Topics for March 2, 2016

My goal is to provide fast methods to use Markov-Chain Monte Carlo (MCMC) methods on linear mixed-effects models, with possible extensions to generalized linear mixed models.

There are several MCMC frameworks for Julia. An interface to Stan is available and there are two native Julia implementations; Mamba and Lora. I prefer Mamba because of its flexibility. The problem with Stan, BUGS and JAGS is that each of them reinvents all the data structures, input/output, data manipulation, distribution definitions, etc. in its own environment. They also define a Domain Specific Language (DSL) for which they must provide parsers, interpreters, run-time environments, etc.

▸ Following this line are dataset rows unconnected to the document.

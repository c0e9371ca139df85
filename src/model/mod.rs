pub mod container;
mod file_name;
pub mod handle;

use std::{
    fmt,
    path::{Path, PathBuf},
};

pub use container::{inspect, ContainerInfo, ContainerKind};
pub(crate) use file_name::{base_name, has_quant_tag};
pub use handle::{LoadedModel, ModelHandle};

use crate::error::{LauncherError, LauncherResult, LoadFailure};

/// File extensions accepted by the file picker.
pub const MODEL_EXTENSIONS: [&str; 2] = ["gguf", "ggml"];

#[derive(Copy, Clone, Debug, PartialEq, Eq, Hash, serde::Serialize, serde::Deserialize)]
pub enum ModelFormat {
    /// Un-quantized weights (F16, BF16 or F32); a candidate for quantization.
    RawFp16,
    Quantized,
}

/// A model file chosen by the user. Replaced wholesale on a new selection.
#[derive(Clone, Debug, PartialEq, Eq, Hash, serde::Serialize, serde::Deserialize)]
pub struct ModelReference {
    pub path: PathBuf,
    pub format: ModelFormat,
}

impl ModelReference {
    pub fn new(path: impl Into<PathBuf>, format: ModelFormat) -> Self {
        Self {
            path: path.into(),
            format,
        }
    }

    /// Builds a reference for a file the user picked.
    ///
    /// The extension must be `.gguf` or `.ggml`. The format comes from the
    /// container's `general.file_type` when present and from the file name otherwise.
    /// Relative paths are made absolute against the current directory.
    pub fn select(path: impl Into<PathBuf>) -> LauncherResult<Self> {
        let path = path.into();
        if !has_model_extension(&path) {
            return Err(LauncherError::UnsupportedModelFile { path });
        }
        if !path.is_file() {
            return Err(LauncherError::load(path, LoadFailure::NotFound));
        }
        // the server runs from its own directory; relative paths would resolve there
        let path = std::path::absolute(&path)
            .map_err(|e| LauncherError::load(&path, LoadFailure::Unreadable(e.to_string())))?;
        let info = container::inspect(&path)?;
        let format = info
            .format()
            .unwrap_or_else(|| format_from_file_name(&path));
        tracing::info!(path = %path.display(), ?format, kind = ?info.kind, "model selected");
        Ok(Self { path, format })
    }

    pub fn file_name(&self) -> String {
        self.path
            .file_name()
            .map(|name| name.to_string_lossy().into_owned())
            .unwrap_or_else(|| self.path.display().to_string())
    }

    pub fn is_raw_fp16(&self) -> bool {
        self.format == ModelFormat::RawFp16
    }
}

impl fmt::Display for ModelReference {
    fn fmt(&self, f: &mut fmt::Formatter<'_>) -> fmt::Result {
        let format = match self.format {
            ModelFormat::RawFp16 => "FP16",
            ModelFormat::Quantized => "quantized",
        };
        write!(f, "{} ({format})", self.file_name())
    }
}

pub fn has_model_extension(path: &Path) -> bool {
    path.extension()
        .and_then(|ext| ext.to_str())
        .is_some_and(|ext| {
            MODEL_EXTENSIONS
                .iter()
                .any(|allowed| ext.eq_ignore_ascii_case(allowed))
        })
}

/// Classifies by file name: a stem carrying a quantization tag such as
/// `.Q4_K_M`, `-Q8_0` or `_IQ3_XS` is quantized, anything else is FP16.
pub fn format_from_file_name(path: &Path) -> ModelFormat {
    let stem = path
        .file_stem()
        .map(|s| s.to_string_lossy().into_owned())
        .unwrap_or_default();
    if has_quant_tag(&stem) {
        ModelFormat::Quantized
    } else {
        ModelFormat::RawFp16
    }
}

A native implementation like Mamba can use all of the facilities of Julia and its packages.

Linear predictor

Whenever you have a linear predictor (i.e. an $\bf X\beta$ type of expression) in a model there is a good chance that you can write out the full conditional distribution of $\beta$ or obtain a good approximation to it. If you can write out the conditional distribution you can use a multivariate Gibbs sampler to obtain a vector-valued sample from the condtional. This helps to avoid one of the underlying problems of MCMC methods which is successive sampling from conditionals of correlated parameters. Consider a case where you might have hundreds or thousands of random effects and dozens of fixed effects. You don't want to sample sequentially in those cases when you can sample from the distribution of the entire vector in one step.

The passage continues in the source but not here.